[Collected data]
= = =
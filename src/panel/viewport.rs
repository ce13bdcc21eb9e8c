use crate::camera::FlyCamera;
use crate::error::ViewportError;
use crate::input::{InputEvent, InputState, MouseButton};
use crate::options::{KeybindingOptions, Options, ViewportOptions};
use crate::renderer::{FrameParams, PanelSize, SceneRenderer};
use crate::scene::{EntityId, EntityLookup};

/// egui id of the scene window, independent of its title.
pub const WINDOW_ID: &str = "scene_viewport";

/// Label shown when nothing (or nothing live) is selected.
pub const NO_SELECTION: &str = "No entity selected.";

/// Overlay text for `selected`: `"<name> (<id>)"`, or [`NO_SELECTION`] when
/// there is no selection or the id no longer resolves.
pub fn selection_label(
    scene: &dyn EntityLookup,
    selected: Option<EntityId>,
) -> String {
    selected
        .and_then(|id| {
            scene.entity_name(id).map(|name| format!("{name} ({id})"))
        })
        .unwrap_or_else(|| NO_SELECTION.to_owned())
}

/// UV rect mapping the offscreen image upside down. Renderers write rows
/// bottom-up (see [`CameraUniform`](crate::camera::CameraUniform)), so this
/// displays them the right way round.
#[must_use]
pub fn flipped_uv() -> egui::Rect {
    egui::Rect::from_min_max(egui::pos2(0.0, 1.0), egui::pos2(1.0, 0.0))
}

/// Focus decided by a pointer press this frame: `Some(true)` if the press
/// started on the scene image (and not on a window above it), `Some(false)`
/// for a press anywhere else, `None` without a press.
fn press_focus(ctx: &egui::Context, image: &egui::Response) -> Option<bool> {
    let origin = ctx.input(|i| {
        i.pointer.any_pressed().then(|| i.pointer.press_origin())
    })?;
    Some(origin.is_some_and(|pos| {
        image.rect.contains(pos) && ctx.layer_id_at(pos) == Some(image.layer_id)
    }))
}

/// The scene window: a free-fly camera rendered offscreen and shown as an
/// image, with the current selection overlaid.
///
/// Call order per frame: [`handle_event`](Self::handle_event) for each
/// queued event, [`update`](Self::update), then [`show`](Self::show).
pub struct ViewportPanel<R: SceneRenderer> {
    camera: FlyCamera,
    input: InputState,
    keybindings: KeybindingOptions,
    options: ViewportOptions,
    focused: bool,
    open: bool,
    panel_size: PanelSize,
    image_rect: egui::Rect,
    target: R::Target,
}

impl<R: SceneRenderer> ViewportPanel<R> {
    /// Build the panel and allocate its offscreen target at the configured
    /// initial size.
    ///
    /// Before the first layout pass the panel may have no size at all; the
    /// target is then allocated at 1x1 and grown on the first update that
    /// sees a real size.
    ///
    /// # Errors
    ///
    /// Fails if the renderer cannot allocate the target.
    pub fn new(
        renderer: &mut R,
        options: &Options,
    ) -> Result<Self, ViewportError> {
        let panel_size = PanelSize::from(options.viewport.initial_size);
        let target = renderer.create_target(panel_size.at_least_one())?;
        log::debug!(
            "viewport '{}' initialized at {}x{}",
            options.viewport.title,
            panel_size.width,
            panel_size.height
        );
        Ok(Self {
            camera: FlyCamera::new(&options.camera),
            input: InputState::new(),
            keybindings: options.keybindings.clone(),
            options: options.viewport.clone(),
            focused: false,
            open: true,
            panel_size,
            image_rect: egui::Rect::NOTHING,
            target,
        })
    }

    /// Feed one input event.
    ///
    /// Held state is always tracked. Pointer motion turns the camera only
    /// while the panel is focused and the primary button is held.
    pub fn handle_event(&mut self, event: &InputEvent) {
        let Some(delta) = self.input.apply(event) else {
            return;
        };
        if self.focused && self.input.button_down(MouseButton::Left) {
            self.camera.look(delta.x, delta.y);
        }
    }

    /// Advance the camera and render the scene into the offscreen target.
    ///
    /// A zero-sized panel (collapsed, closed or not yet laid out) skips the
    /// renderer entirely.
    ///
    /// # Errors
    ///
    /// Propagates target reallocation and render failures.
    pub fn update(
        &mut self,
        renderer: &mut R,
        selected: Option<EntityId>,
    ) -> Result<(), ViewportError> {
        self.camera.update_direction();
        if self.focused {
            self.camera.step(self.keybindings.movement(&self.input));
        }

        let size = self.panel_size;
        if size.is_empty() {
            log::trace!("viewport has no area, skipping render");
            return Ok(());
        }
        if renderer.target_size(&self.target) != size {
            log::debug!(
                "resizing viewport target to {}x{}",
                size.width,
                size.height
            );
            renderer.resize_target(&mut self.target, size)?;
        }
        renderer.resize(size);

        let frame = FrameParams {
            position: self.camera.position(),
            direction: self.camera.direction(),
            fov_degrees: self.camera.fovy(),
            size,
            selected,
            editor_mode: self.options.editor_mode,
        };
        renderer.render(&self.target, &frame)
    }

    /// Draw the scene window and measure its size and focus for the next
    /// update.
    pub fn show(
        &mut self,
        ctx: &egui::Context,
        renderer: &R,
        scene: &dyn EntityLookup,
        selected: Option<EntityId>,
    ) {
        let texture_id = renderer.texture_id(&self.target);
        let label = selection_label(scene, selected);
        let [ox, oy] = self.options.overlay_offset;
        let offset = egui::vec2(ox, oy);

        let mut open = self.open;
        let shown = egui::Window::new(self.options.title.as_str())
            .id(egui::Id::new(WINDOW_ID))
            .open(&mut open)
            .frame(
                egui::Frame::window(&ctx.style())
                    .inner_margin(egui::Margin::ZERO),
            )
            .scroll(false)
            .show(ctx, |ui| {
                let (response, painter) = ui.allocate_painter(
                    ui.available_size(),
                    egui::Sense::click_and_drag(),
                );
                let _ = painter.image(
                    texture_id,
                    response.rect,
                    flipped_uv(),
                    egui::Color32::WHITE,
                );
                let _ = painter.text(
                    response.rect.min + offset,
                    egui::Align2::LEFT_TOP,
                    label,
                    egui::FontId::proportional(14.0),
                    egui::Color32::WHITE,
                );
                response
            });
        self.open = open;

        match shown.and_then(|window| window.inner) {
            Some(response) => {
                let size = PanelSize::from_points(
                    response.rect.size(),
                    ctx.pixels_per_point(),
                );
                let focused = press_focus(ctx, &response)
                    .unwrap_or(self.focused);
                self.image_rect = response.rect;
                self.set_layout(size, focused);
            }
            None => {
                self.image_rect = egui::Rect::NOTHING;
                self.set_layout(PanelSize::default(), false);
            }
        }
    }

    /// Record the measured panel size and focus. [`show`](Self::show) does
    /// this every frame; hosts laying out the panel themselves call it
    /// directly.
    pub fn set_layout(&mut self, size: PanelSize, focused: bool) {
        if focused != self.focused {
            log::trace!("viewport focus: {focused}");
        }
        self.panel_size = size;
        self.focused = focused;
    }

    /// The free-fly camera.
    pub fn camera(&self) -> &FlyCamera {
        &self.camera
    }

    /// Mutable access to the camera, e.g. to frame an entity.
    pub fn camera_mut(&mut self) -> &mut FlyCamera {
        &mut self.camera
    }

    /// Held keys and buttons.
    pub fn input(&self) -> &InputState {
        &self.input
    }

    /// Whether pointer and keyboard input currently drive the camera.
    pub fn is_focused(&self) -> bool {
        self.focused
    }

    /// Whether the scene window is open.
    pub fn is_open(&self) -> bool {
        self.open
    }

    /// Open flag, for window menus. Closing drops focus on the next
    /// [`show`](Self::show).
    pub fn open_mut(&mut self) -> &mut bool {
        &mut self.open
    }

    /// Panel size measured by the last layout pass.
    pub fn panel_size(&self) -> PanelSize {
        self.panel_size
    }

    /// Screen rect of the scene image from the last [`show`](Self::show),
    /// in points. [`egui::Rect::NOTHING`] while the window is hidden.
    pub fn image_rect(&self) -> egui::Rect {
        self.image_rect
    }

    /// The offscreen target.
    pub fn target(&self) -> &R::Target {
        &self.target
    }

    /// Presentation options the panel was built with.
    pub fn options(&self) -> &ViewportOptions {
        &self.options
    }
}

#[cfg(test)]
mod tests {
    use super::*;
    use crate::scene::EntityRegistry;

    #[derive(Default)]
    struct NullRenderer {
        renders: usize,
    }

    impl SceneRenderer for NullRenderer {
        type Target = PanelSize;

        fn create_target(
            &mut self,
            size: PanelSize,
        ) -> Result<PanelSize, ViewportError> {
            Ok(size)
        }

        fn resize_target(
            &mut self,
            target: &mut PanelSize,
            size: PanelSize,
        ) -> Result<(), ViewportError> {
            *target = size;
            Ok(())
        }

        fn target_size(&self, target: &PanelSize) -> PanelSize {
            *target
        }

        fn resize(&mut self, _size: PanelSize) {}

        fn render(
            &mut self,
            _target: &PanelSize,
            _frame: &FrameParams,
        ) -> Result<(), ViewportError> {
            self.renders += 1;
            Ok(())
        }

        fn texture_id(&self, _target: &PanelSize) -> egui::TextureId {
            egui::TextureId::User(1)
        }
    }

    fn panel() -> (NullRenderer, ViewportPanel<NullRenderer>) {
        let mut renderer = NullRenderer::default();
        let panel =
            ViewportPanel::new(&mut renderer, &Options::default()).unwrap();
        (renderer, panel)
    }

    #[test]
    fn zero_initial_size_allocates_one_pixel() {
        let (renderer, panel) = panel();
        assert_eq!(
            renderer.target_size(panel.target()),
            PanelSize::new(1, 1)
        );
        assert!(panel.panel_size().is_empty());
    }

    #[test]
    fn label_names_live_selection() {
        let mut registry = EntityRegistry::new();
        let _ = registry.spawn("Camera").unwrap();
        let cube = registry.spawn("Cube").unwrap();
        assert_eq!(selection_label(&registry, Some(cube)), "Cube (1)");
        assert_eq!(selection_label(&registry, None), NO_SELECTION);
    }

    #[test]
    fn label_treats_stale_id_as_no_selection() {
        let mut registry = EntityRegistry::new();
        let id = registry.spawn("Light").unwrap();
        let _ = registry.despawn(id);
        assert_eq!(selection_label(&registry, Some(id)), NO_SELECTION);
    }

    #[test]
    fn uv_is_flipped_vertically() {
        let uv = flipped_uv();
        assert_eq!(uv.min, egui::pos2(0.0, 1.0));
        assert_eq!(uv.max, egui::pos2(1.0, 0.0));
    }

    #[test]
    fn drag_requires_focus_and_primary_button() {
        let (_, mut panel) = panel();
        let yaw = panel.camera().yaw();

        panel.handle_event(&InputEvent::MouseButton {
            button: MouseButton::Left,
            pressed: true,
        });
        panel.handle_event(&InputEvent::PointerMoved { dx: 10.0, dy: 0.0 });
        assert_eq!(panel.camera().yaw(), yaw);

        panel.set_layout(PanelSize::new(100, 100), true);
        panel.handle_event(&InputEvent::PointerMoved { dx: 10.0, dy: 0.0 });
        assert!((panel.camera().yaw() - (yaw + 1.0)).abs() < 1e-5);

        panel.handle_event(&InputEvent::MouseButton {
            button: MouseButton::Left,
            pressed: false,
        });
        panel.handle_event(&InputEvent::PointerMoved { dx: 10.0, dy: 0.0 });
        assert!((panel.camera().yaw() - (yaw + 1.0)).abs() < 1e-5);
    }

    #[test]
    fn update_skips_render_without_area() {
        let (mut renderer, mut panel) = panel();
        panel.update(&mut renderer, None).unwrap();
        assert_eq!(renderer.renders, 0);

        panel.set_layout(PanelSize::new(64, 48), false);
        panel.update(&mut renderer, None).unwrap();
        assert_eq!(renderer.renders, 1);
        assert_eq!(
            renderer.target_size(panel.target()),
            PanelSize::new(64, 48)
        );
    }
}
= = =
What needs to be done: Which lines in the data above contain "struct"? Show each one.

Solved exercise:
pub struct ViewportPanel<R: SceneRenderer> {
    struct NullRenderer {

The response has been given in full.